Filter these entries down to lines holding "AcquireStatus".

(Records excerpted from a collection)
»»
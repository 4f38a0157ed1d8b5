//! Vulkan implementation of [`FrameBackend`]: a forward renderer drawing
//! textured meshes into the swapchain.

use std::sync::Arc;

use ash::vk;
use gpu_allocator::MemoryLocation;
use trellis_core::constants::{DEFAULT_MATERIAL_CAPACITY, FENCE_TIMEOUT_NS, MAX_FRAMES_IN_FLIGHT};
use trellis_gpu::command::{reset_command_buffer, submit_command_buffers};
use trellis_gpu::depth::supported_depth_format;
use trellis_gpu::descriptors::{write_combined_image_sampler, write_uniform_buffer};
use trellis_gpu::{
    AcquireStatus, CommandPool, DepthResources, DescriptorPool, DescriptorSetLayout,
    DescriptorSetLayoutBuilder, Framebuffers, FrameSyncRing, GpuBuffer, GpuContext, GpuError,
    GraphicsPipeline, GraphicsPipelineConfig, PresentStatus, RenderPass, Result, Swapchain,
    Texture,
};

use crate::camera::CameraUniforms;
use crate::drawable::Drawable;
use crate::frame_loop::FrameBackend;
use crate::mesh::{Mesh, MeshData, Vertex};
use crate::recorder::{transform_push_constant_range, CommandRecorder, RecordTarget};

/// Renderer configuration.
#[derive(Debug, Clone)]
pub struct RendererConfig {
    /// Prefer FIFO presentation over MAILBOX.
    pub vsync: bool,
    /// Number of material descriptor sets; the pool never grows past it.
    pub material_capacity: u32,
    pub clear_color: [f32; 4],
    pub frames_in_flight: usize,
}

impl Default for RendererConfig {
    fn default() -> Self {
        Self {
            vsync: true,
            material_capacity: DEFAULT_MATERIAL_CAPACITY,
            clear_color: [0.02, 0.02, 0.04, 1.0],
            frames_in_flight: MAX_FRAMES_IN_FLIGHT,
        }
    }
}

/// Everything rebuilt with the swapchain.
///
/// Field order is drop order: framebuffers go before the depth and swapchain
/// views they reference, the pipeline before its render pass.
struct SwapchainResources {
    camera_sets: Vec<vk::DescriptorSet>,
    _camera_pool: DescriptorPool,
    framebuffers: Framebuffers,
    pipeline: GraphicsPipeline,
    render_pass: RenderPass,
    _depth: DepthResources,
    swapchain: Swapchain,
}

impl SwapchainResources {
    fn new(
        gpu: &Arc<GpuContext>,
        width: u32,
        height: u32,
        config: &RendererConfig,
        depth_format: vk::Format,
        layouts: &Layouts,
        uniform_buffers: &[GpuBuffer],
    ) -> Result<Self> {
        let swapchain = Swapchain::new(gpu, width, height, config.vsync)?;
        let extent = swapchain.extent();

        let depth = DepthResources::new(gpu, extent, depth_format)?;
        let render_pass = RenderPass::new(gpu, swapchain.format(), depth_format)?;
        let framebuffers = Framebuffers::new(
            gpu,
            &render_pass,
            swapchain.image_views(),
            depth.view(),
            extent,
        )?;

        let pipeline_config = GraphicsPipelineConfig {
            vertex_shader: trellis_shaders::mesh_vertex_shader(),
            fragment_shader: trellis_shaders::mesh_fragment_shader(),
            vertex_bindings: Vertex::binding_descriptions(),
            vertex_attributes: Vertex::attribute_descriptions(),
            extent,
            ..Default::default()
        };
        let pipeline = GraphicsPipeline::new(
            gpu,
            &pipeline_config,
            &render_pass,
            &[layouts.camera.handle(), layouts.material.handle()],
            &[transform_push_constant_range()],
        )?;

        let sets = uniform_buffers.len();
        let mut camera_pool = DescriptorPool::for_layout(gpu, &layouts.camera, sets as u32)?;
        let camera_sets = camera_pool.allocate_many(layouts.camera.handle(), sets)?;
        for (&set, buffer) in camera_sets.iter().zip(uniform_buffers) {
            unsafe {
                write_uniform_buffer(gpu.device(), set, 0, buffer.handle(), 0, buffer.size());
            }
        }

        tracing::info!(
            "Swapchain resources ready: {}x{}, {} images, {:?}",
            extent.width,
            extent.height,
            swapchain.image_count(),
            swapchain.present_mode()
        );

        Ok(Self {
            camera_sets,
            _camera_pool: camera_pool,
            framebuffers,
            pipeline,
            render_pass,
            _depth: depth,
            swapchain,
        })
    }
}

struct Layouts {
    camera: DescriptorSetLayout,
    material: DescriptorSetLayout,
}

/// Forward renderer over the frame sync ring.
pub struct VulkanRenderer {
    config: RendererConfig,
    depth_format: vk::Format,
    resources: Option<SwapchainResources>,
    ring: FrameSyncRing,
    uniform_buffers: Vec<GpuBuffer>,
    material_pool: DescriptorPool,
    layouts: Layouts,
    upload_pool: CommandPool,
    gpu: Arc<GpuContext>,
}

impl VulkanRenderer {
    /// Create the renderer and its first swapchain at `width`x`height`.
    pub fn new(
        gpu: &Arc<GpuContext>,
        width: u32,
        height: u32,
        config: RendererConfig,
    ) -> Result<Self> {
        let depth_format = supported_depth_format(gpu)?;

        let layouts = Layouts {
            camera: DescriptorSetLayoutBuilder::new()
                .uniform_buffer(0, vk::ShaderStageFlags::VERTEX)
                .build(gpu)?,
            material: DescriptorSetLayoutBuilder::new()
                .combined_image_sampler(0, vk::ShaderStageFlags::FRAGMENT)
                .build(gpu)?,
        };
        let material_pool =
            DescriptorPool::for_layout(gpu, &layouts.material, config.material_capacity)?;

        let ring = FrameSyncRing::new(gpu, config.frames_in_flight)?;
        let uniform_buffers = (0..ring.frames_in_flight())
            .map(|slot| {
                GpuBuffer::new(
                    gpu,
                    std::mem::size_of::<CameraUniforms>() as u64,
                    vk::BufferUsageFlags::UNIFORM_BUFFER,
                    MemoryLocation::CpuToGpu,
                    &format!("camera_uniforms_{slot}"),
                )
            })
            .collect::<Result<Vec<_>>>()?;

        let upload_pool = CommandPool::new(
            gpu,
            gpu.graphics_queue_family(),
            vk::CommandPoolCreateFlags::TRANSIENT,
        )?;

        let resources = SwapchainResources::new(
            gpu,
            width,
            height,
            &config,
            depth_format,
            &layouts,
            &uniform_buffers,
        )?;

        tracing::info!(
            "Renderer initialized: {} frames in flight, {} material slots, depth {:?}",
            ring.frames_in_flight(),
            config.material_capacity,
            depth_format
        );

        Ok(Self {
            config,
            depth_format,
            resources: Some(resources),
            ring,
            uniform_buffers,
            material_pool,
            layouts,
            upload_pool,
            gpu: gpu.clone(),
        })
    }

    pub fn gpu(&self) -> &Arc<GpuContext> {
        &self.gpu
    }

    pub fn config(&self) -> &RendererConfig {
        &self.config
    }

    /// Material descriptor sets still available.
    pub fn remaining_materials(&self) -> u32 {
        self.material_pool.remaining()
    }

    /// Upload RGBA8 pixels as a sampled texture.
    pub fn create_texture(&self, width: u32, height: u32, pixels: &[u8]) -> Result<Texture> {
        Texture::from_rgba8(
            &self.gpu,
            &self.upload_pool,
            self.gpu.graphics_queue(),
            width,
            height,
            pixels,
        )
    }

    /// Allocate a material set sampling `texture`.
    ///
    /// Fails with [`GpuError::DescriptorPoolExhausted`] once the configured
    /// capacity is used up. The texture must outlive every frame drawing
    /// with the returned set.
    pub fn create_material(&mut self, texture: &Texture) -> Result<vk::DescriptorSet> {
        let set = self
            .material_pool
            .allocate(&[self.layouts.material.handle()])?
            .into_iter()
            .next()
            .ok_or_else(|| GpuError::InvalidState("No material set allocated".to_string()))?;

        unsafe {
            write_combined_image_sampler(
                self.gpu.device(),
                set,
                0,
                texture.view(),
                texture.sampler(),
            );
        }

        Ok(set)
    }

    /// Upload mesh geometry.
    pub fn upload_mesh(&self, data: &MeshData) -> Result<Mesh> {
        Mesh::upload(&self.gpu, data)
    }

    fn resources(&self) -> Result<&SwapchainResources> {
        self.resources
            .as_ref()
            .ok_or_else(|| GpuError::InvalidState("Swapchain resources destroyed".to_string()))
    }
}

impl FrameBackend for VulkanRenderer {
    fn frames_in_flight(&self) -> usize {
        self.ring.frames_in_flight()
    }

    fn extent(&self) -> vk::Extent2D {
        self.resources
            .as_ref()
            .map(|r| r.swapchain.extent())
            .unwrap_or_default()
    }

    fn wait_for_slot(&mut self, slot: usize) -> Result<()> {
        self.ring.wait(slot, FENCE_TIMEOUT_NS)
    }

    fn acquire_image(&mut self, slot: usize) -> Result<AcquireStatus> {
        let semaphore = self.ring.slot(slot)?.image_available;
        self.resources()?.swapchain.acquire_next_image(semaphore)
    }

    fn update_frame_data(&mut self, slot: usize, camera: &CameraUniforms) -> Result<()> {
        let buffer = self.uniform_buffers.get(slot).ok_or_else(|| {
            GpuError::InvalidState(format!("No uniform buffer for frame slot {slot}"))
        })?;
        buffer.write(std::slice::from_ref(camera))
    }

    fn reset_slot(&mut self, slot: usize) -> Result<()> {
        self.ring.reset(slot)
    }

    fn record(&mut self, slot: usize, image_index: u32, drawables: &[Drawable]) -> Result<()> {
        let frame = self.ring.slot(slot)?;
        let resources = self.resources()?;
        let camera_set = *resources.camera_sets.get(slot).ok_or_else(|| {
            GpuError::InvalidState(format!("No camera set for frame slot {slot}"))
        })?;

        let target = RecordTarget {
            render_pass: resources.render_pass.handle(),
            framebuffer: resources.framebuffers.get(image_index)?,
            extent: resources.swapchain.extent(),
            pipeline: resources.pipeline.handle(),
            pipeline_layout: resources.pipeline.layout(),
            camera_set,
            clear_color: self.config.clear_color,
        };

        let device = self.gpu.device();
        unsafe {
            reset_command_buffer(device, frame.command_buffer)?;
            CommandRecorder::record(device, frame.command_buffer, &target, drawables)
        }
    }

    fn submit(&mut self, slot: usize) -> Result<()> {
        let frame = self.ring.slot(slot)?;
        unsafe {
            submit_command_buffers(
                self.gpu.device(),
                self.gpu.graphics_queue(),
                &[frame.command_buffer],
                &[frame.image_available],
                &[vk::PipelineStageFlags::COLOR_ATTACHMENT_OUTPUT],
                &[frame.render_finished],
                frame.in_flight,
            )
        }
    }

    fn present(&mut self, slot: usize, image_index: u32) -> Result<PresentStatus> {
        let frame = self.ring.slot(slot)?;
        self.resources()?.swapchain.present(
            self.gpu.present_queue(),
            image_index,
            &[frame.render_finished],
        )
    }

    fn wait_idle(&mut self) -> Result<()> {
        self.gpu.wait_idle()
    }

    fn destroy_swapchain_resources(&mut self) {
        self.ring.destroy_sync_objects();
        if self.resources.take().is_some() {
            tracing::debug!("Swapchain resources destroyed");
        }
    }

    fn create_swapchain_resources(&mut self, width: u32, height: u32) -> Result<()> {
        let resources = SwapchainResources::new(
            &self.gpu,
            width,
            height,
            &self.config,
            self.depth_format,
            &self.layouts,
            &self.uniform_buffers,
        )?;
        self.resources = Some(resources);

        self.ring.reallocate_command_buffers()?;
        self.ring.create_sync_objects(&self.gpu)
    }
}

impl Drop for VulkanRenderer {
    fn drop(&mut self) {
        if let Err(e) = self.gpu.wait_idle() {
            tracing::error!("Failed to wait for device idle during renderer teardown: {e}");
        }
        self.destroy_swapchain_resources();
    }
}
««
[Reply]:
    AcquireStatus, CommandPool, DepthResources, DescriptorPool, DescriptorSetLayout,
    fn acquire_image(&mut self, slot: usize) -> Result<AcquireStatus> {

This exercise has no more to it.